» Provided material:

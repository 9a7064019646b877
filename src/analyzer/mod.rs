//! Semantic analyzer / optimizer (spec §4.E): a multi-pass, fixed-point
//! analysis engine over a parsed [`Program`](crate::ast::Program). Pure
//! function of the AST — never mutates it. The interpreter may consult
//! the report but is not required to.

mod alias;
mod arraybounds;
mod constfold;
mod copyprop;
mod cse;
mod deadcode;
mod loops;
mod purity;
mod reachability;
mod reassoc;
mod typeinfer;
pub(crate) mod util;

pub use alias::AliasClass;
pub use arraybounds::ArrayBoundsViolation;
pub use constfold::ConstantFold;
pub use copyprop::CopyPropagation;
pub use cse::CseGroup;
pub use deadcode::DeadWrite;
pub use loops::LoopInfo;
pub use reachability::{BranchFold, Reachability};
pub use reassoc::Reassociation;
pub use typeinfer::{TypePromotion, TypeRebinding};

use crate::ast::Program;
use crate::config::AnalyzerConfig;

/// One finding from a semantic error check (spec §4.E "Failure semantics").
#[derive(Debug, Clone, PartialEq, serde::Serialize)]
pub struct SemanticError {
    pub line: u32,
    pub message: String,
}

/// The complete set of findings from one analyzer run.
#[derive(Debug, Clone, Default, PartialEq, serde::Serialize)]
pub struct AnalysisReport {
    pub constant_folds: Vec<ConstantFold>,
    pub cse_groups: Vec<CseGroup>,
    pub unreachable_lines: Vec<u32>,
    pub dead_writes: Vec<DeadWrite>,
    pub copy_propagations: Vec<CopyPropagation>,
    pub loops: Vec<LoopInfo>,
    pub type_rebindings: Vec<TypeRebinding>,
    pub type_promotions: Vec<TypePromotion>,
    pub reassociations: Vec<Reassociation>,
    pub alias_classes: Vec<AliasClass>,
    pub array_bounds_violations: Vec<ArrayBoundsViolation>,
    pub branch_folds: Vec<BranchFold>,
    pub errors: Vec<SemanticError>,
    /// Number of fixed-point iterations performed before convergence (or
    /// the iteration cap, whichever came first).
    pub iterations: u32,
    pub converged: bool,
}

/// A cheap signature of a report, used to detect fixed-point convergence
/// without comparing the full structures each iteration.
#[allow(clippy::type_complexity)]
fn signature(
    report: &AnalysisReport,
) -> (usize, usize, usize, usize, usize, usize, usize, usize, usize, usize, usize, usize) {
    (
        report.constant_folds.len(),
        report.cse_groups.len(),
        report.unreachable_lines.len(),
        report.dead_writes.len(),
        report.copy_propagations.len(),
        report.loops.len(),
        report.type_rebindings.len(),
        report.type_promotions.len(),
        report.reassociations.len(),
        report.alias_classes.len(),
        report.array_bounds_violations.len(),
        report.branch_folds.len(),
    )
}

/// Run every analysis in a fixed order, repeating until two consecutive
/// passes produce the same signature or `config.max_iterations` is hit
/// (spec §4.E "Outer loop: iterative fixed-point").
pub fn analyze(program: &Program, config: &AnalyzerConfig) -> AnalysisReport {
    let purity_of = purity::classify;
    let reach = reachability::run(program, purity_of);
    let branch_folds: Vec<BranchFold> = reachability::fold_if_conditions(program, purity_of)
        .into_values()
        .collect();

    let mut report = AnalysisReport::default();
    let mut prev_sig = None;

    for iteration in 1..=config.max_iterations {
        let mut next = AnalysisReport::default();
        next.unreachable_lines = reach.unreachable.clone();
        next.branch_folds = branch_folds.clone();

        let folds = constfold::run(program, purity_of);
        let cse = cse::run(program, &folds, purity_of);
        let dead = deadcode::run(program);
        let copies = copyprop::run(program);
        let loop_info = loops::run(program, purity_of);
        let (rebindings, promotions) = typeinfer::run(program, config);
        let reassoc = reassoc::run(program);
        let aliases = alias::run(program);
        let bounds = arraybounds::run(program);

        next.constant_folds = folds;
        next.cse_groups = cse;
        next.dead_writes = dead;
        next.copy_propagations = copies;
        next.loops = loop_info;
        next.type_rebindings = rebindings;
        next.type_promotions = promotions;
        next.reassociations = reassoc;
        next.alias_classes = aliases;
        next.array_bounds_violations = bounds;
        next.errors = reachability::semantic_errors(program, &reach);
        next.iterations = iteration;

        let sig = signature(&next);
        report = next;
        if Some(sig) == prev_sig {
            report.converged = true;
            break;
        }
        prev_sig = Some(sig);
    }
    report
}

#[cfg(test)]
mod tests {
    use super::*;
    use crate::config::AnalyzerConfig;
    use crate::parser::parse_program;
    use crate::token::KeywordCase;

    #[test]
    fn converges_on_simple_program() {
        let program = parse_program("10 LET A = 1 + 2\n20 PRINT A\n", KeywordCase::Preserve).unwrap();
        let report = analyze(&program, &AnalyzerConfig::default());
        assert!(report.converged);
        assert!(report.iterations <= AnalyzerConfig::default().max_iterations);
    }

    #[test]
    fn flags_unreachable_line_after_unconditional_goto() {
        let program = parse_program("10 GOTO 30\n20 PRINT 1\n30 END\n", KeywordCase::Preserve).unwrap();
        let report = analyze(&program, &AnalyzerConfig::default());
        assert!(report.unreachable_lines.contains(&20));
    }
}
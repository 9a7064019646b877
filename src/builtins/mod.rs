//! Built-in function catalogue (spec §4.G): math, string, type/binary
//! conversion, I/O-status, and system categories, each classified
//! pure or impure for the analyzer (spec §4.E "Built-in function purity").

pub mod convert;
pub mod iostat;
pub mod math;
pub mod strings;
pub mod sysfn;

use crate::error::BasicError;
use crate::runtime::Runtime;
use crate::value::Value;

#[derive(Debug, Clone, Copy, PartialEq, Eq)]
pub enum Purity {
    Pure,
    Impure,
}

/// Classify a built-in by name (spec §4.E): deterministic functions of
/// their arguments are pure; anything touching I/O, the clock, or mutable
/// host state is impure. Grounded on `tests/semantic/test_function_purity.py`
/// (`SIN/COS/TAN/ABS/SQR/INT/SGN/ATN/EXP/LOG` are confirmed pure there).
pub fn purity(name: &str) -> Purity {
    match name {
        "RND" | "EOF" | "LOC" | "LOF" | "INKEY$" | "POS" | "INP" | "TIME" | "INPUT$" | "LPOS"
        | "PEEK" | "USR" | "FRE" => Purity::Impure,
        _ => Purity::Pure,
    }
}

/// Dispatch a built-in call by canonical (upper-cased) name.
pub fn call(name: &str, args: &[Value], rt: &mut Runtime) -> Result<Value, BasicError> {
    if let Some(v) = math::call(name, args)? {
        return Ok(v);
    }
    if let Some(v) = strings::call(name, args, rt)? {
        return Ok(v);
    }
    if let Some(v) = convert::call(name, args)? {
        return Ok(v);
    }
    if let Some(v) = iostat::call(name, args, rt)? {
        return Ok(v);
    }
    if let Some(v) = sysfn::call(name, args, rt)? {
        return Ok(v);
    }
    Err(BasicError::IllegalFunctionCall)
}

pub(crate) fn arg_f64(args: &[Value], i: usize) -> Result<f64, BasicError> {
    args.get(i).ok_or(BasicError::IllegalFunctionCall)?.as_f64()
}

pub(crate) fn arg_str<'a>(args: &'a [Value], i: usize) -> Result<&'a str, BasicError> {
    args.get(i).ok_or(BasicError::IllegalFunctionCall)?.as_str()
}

» Your instructions: Where the line containing "pub mod math;" appears, begin a word-for-word copy and carry it through the last line of the listing, leaving out all other lines.

» Output below:
pub mod math;
pub mod strings;
pub mod sysfn;

use crate::error::BasicError;
use crate::runtime::Runtime;
use crate::value::Value;

#[derive(Debug, Clone, Copy, PartialEq, Eq)]
pub enum Purity {
    Pure,
    Impure,
}

/// Classify a built-in by name (spec §4.E): deterministic functions of
/// their arguments are pure; anything touching I/O, the clock, or mutable
/// host state is impure. Grounded on `tests/semantic/test_function_purity.py`
/// (`SIN/COS/TAN/ABS/SQR/INT/SGN/ATN/EXP/LOG` are confirmed pure there).
pub fn purity(name: &str) -> Purity {
    match name {
        "RND" | "EOF" | "LOC" | "LOF" | "INKEY$" | "POS" | "INP" | "TIME" | "INPUT$" | "LPOS"
        | "PEEK" | "USR" | "FRE" => Purity::Impure,
        _ => Purity::Pure,
    }
}

/// Dispatch a built-in call by canonical (upper-cased) name.
pub fn call(name: &str, args: &[Value], rt: &mut Runtime) -> Result<Value, BasicError> {
    if let Some(v) = math::call(name, args)? {
        return Ok(v);
    }
    if let Some(v) = strings::call(name, args, rt)? {
        return Ok(v);
    }
    if let Some(v) = convert::call(name, args)? {
        return Ok(v);
    }
    if let Some(v) = iostat::call(name, args, rt)? {
        return Ok(v);
    }
    if let Some(v) = sysfn::call(name, args, rt)? {
        return Ok(v);
    }
    Err(BasicError::IllegalFunctionCall)
}

pub(crate) fn arg_f64(args: &[Value], i: usize) -> Result<f64, BasicError> {
    args.get(i).ok_or(BasicError::IllegalFunctionCall)?.as_f64()
}

pub(crate) fn arg_str<'a>(args: &'a [Value], i: usize) -> Result<&'a str, BasicError> {
    args.get(i).ok_or(BasicError::IllegalFunctionCall)?.as_str()
}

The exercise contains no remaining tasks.